> [Work to be completed]
Set down every entry exactly as it was written.

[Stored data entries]
- Opening Delimiter -
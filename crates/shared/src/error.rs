//! Wire decoding errors.

use thiserror::Error;

#[derive(Debug, Error)]
pub enum ProtocolError {
    /// Change notification for a table this client doesn't sync
    #[error("Unknown table: {0}")]
    UnknownTable(String),

    #[error("Malformed frame: {0}")]
    Malformed(String),

    #[error("JSON error: {0}")]
    Json(#[from] serde_json::Error),
}

impl ProtocolError {
    pub fn malformed(msg: impl Into<String>) -> Self {
        Self::Malformed(msg.into())
    }
}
- Closing Delimiter -
> [Problem solution]
filename crates/shared/src/error.rs
//! Wire decoding errors.

use thiserror::Error;

#[derive(Debug, Error)]
pub enum ProtocolError {
    /// Change notification for a table this client doesn't sync
    #[error("Unknown table: {0}")]
    UnknownTable(String),

    #[error("Malformed frame: {0}")]
    Malformed(String),

    #[error("JSON error: {0}")]
    Json(#[from] serde_json::Error),
}

impl ProtocolError {
    pub fn malformed(msg: impl Into<String>) -> Self {
        Self::Malformed(msg.into())
    }
}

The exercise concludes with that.